* WHAT THE EXERCISE ASKS
Please count how many lines in the entries below contain "prefix" and reply with the figure alone.

*** DATA SUPPLIED Section Begins ***

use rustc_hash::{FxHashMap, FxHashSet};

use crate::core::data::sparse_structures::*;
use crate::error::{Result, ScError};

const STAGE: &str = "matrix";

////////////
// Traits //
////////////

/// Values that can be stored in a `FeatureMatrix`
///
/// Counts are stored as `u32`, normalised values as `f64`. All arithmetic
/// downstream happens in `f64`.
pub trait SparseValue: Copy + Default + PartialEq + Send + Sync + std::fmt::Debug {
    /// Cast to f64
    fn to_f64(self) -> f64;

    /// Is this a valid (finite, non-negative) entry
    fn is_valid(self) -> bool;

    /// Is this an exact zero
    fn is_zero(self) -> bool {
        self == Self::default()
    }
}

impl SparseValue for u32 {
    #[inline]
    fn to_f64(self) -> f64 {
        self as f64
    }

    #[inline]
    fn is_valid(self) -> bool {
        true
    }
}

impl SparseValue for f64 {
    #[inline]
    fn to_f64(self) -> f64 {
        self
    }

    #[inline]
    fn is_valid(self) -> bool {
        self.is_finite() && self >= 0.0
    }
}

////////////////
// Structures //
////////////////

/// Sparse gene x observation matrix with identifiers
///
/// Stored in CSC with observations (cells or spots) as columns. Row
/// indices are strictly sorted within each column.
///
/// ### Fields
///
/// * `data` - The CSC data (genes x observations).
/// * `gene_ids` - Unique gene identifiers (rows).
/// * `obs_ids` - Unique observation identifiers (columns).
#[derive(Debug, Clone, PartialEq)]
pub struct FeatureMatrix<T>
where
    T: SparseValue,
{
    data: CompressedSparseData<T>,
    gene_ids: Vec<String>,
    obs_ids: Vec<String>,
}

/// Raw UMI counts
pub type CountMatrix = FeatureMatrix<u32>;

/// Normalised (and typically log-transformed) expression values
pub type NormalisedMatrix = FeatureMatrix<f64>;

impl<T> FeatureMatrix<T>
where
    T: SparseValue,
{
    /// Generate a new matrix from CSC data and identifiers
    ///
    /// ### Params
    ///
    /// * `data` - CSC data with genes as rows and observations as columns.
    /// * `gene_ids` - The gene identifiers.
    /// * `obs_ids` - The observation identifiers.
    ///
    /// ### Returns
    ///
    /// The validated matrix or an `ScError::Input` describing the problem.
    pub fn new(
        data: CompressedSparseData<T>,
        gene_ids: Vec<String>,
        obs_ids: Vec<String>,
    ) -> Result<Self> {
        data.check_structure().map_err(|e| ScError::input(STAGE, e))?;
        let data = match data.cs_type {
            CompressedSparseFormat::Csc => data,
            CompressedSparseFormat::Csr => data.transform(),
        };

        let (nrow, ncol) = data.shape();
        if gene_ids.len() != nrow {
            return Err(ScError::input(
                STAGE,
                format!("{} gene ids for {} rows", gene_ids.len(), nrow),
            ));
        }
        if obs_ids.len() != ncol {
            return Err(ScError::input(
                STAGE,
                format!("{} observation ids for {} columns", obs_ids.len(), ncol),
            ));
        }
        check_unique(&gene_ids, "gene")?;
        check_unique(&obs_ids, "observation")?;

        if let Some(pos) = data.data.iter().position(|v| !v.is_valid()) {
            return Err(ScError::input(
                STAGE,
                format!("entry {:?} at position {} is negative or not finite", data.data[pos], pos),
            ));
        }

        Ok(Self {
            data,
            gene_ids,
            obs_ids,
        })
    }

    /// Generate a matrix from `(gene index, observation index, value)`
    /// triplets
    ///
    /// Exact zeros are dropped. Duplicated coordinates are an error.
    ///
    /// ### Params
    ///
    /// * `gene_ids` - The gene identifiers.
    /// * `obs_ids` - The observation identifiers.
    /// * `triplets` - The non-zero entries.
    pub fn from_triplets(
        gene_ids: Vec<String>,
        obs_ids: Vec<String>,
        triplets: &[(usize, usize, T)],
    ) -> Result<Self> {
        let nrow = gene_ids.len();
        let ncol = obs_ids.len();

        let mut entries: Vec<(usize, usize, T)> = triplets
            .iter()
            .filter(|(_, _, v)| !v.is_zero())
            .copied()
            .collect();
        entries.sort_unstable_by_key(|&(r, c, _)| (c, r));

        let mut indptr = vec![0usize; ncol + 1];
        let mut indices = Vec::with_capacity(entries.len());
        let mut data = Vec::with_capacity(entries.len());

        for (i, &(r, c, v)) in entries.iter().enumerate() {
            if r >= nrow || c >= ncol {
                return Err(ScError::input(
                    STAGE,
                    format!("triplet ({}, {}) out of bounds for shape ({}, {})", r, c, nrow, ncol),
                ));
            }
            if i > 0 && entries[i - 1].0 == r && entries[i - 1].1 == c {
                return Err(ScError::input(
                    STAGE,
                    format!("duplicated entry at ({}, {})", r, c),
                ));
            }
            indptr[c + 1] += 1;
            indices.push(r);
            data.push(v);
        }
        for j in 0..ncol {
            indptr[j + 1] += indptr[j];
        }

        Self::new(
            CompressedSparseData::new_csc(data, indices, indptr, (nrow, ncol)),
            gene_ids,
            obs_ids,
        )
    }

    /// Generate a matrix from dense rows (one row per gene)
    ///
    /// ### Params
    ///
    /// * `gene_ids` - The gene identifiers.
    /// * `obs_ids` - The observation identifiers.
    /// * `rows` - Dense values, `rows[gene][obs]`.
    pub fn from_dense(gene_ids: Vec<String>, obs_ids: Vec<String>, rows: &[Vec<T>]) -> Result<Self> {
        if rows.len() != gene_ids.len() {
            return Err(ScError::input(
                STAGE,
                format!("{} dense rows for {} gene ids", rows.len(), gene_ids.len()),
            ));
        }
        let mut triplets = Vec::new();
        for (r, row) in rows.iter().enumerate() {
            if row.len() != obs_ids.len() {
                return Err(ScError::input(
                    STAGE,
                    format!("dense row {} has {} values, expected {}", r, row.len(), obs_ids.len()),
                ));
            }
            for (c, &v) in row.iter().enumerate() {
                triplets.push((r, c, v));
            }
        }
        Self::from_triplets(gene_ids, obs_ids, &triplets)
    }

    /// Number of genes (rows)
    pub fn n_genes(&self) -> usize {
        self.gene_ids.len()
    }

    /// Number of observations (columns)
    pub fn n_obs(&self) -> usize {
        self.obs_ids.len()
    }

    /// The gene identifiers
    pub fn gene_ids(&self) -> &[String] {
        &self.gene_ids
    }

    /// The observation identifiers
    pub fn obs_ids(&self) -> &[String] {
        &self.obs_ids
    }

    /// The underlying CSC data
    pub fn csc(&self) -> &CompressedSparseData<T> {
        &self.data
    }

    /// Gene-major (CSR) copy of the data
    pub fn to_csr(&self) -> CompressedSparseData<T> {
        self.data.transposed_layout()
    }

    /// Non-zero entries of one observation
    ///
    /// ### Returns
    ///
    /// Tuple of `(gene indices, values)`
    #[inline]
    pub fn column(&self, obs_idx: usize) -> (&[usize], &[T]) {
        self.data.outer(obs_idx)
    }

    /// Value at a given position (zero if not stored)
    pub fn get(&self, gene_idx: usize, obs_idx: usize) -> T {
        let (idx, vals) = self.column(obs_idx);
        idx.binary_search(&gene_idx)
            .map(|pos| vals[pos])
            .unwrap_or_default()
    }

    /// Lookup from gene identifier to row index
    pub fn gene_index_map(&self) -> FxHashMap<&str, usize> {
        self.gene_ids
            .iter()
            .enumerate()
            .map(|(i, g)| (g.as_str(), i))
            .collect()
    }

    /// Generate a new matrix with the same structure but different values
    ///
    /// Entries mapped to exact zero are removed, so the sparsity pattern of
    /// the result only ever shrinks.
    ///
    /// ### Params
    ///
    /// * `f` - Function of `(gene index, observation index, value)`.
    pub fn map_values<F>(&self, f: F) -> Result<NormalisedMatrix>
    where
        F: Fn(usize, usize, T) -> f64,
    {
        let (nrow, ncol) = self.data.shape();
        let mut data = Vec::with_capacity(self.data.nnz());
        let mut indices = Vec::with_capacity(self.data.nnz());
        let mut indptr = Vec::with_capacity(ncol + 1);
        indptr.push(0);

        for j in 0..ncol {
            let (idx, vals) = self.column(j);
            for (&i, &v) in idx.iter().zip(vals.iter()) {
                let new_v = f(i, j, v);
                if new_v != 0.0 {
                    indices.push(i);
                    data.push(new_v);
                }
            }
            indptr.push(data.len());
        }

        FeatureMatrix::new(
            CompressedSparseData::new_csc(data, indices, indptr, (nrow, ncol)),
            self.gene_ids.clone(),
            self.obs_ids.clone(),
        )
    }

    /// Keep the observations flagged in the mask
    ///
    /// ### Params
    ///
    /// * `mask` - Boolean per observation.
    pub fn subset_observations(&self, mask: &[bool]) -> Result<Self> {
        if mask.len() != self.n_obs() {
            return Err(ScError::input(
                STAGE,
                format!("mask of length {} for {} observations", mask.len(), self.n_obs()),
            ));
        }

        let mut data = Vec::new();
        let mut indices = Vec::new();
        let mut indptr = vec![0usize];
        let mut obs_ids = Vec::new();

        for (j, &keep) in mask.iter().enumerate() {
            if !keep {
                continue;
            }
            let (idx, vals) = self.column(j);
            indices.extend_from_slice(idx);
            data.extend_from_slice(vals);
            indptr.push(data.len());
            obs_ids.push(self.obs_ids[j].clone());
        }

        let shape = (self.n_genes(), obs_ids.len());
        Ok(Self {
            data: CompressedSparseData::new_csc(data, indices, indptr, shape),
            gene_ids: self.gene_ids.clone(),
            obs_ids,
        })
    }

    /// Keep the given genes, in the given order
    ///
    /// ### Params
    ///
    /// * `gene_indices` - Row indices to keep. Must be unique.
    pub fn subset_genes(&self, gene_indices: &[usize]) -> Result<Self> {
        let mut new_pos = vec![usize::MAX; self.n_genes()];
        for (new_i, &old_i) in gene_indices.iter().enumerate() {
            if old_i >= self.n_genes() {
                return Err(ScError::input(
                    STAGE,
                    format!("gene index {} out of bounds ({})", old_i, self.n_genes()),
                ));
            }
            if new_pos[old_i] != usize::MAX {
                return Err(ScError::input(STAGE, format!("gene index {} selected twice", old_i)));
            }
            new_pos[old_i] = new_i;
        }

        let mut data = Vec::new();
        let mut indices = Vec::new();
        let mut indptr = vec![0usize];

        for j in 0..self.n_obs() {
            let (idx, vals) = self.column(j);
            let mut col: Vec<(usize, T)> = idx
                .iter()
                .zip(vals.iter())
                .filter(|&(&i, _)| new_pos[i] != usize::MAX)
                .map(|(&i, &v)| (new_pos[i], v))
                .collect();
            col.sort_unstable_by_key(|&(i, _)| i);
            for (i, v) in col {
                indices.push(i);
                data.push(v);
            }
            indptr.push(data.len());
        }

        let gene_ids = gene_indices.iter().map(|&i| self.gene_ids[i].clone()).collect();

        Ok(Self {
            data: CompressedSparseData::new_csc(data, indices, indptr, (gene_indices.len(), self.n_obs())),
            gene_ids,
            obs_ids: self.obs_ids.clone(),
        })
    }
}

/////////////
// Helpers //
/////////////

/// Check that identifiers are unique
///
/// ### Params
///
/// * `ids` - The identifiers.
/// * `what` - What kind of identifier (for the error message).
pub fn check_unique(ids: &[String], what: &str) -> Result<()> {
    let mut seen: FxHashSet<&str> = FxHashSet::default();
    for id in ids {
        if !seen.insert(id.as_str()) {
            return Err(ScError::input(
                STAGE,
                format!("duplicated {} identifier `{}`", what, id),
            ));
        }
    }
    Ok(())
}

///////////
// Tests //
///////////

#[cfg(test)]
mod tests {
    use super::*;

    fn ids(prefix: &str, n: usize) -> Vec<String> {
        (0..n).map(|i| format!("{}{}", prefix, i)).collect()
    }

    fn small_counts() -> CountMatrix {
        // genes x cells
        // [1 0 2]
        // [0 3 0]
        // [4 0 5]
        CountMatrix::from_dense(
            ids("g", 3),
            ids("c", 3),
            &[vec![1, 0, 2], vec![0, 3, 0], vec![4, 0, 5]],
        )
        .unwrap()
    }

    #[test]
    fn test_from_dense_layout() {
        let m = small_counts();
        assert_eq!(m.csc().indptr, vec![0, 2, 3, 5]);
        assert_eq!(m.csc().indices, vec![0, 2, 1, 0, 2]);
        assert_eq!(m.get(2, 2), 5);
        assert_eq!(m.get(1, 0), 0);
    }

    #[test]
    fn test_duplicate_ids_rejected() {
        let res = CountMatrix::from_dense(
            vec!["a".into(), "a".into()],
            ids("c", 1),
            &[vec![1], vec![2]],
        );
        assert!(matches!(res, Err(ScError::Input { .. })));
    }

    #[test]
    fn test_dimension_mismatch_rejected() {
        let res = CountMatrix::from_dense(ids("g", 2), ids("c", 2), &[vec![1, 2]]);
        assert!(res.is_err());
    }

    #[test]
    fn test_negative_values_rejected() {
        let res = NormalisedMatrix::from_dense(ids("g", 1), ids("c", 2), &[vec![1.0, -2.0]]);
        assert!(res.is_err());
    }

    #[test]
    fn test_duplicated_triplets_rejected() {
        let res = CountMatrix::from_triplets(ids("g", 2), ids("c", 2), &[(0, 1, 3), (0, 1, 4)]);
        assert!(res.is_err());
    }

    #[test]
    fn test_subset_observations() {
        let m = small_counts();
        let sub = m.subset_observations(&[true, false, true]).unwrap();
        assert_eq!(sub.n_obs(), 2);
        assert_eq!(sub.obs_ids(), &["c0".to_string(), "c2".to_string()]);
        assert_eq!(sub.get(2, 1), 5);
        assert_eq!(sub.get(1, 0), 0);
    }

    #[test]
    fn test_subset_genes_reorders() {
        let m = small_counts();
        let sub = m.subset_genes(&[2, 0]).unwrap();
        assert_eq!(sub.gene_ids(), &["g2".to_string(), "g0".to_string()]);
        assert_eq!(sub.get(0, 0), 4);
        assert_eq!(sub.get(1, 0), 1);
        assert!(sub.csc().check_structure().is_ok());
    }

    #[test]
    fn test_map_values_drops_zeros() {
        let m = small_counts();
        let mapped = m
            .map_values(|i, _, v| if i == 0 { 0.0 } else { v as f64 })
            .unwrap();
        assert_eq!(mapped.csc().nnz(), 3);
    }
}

*** DATA SUPPLIED Section Ends ***
*** DATA SUPPLIED Section Begins ***

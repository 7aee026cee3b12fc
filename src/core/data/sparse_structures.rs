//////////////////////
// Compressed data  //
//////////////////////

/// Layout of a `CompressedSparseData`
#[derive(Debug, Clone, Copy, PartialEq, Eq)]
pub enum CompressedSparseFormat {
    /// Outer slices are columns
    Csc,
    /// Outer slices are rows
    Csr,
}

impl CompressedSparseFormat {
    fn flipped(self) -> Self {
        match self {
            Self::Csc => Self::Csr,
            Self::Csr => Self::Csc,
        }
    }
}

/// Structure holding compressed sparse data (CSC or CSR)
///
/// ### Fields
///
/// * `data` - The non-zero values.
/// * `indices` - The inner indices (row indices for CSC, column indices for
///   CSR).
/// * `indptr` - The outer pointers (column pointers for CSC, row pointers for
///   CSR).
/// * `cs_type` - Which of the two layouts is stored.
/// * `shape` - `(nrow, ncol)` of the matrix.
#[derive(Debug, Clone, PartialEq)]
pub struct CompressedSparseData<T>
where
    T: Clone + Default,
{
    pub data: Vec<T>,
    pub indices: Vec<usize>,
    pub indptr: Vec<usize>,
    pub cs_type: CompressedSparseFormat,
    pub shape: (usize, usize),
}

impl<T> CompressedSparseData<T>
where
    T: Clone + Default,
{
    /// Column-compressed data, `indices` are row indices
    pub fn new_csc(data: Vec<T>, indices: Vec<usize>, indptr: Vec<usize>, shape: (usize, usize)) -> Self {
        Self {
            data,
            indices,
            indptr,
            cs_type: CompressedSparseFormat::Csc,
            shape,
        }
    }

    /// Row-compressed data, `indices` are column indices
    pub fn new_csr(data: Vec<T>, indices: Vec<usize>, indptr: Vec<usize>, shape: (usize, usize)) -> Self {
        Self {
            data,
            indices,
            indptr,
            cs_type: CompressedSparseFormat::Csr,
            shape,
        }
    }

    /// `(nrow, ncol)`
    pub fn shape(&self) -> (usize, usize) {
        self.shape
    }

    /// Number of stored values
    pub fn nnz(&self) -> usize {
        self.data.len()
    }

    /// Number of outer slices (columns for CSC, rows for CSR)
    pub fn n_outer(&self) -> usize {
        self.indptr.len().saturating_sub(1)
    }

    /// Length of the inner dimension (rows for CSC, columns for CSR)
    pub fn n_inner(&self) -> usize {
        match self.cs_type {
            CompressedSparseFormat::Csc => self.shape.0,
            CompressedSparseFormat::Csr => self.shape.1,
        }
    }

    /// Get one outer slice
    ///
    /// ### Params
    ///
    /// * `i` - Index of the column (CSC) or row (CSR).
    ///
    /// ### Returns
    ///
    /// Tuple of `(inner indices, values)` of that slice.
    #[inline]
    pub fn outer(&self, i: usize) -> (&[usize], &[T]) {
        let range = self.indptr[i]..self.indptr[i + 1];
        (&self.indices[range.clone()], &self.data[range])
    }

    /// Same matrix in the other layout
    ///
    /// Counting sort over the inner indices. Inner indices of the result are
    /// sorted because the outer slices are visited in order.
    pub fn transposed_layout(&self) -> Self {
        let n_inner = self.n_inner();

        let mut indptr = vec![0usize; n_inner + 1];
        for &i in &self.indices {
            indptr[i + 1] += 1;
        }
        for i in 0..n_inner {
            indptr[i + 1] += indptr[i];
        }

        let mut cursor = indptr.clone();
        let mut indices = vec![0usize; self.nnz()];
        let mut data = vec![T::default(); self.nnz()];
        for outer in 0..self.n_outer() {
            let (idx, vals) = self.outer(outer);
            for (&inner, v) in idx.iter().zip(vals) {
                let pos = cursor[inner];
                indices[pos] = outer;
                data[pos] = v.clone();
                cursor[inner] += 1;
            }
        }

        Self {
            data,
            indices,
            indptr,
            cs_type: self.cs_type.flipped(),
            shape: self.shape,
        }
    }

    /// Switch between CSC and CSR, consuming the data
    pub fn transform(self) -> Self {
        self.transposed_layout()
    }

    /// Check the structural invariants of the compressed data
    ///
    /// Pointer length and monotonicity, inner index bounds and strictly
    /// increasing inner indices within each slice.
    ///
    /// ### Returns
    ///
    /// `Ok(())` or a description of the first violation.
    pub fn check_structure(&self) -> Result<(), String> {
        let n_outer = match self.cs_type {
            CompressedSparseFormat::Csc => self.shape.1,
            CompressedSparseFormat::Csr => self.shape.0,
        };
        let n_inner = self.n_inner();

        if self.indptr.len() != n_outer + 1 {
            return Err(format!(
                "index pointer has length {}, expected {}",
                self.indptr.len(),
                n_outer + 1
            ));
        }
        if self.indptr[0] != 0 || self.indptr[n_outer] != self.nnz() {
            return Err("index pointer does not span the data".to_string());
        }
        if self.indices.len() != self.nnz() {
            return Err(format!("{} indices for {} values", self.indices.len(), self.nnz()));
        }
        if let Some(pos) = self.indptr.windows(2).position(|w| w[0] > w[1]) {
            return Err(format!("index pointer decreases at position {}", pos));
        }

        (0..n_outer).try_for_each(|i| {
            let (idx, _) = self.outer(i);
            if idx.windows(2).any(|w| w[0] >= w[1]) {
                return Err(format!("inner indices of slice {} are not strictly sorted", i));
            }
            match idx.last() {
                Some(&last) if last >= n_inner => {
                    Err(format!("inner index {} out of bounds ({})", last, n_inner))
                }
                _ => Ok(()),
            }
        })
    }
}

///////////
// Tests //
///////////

*** DATA SUPPLIED Section Ends ***

* OUTPUT FOR THIS TASK
2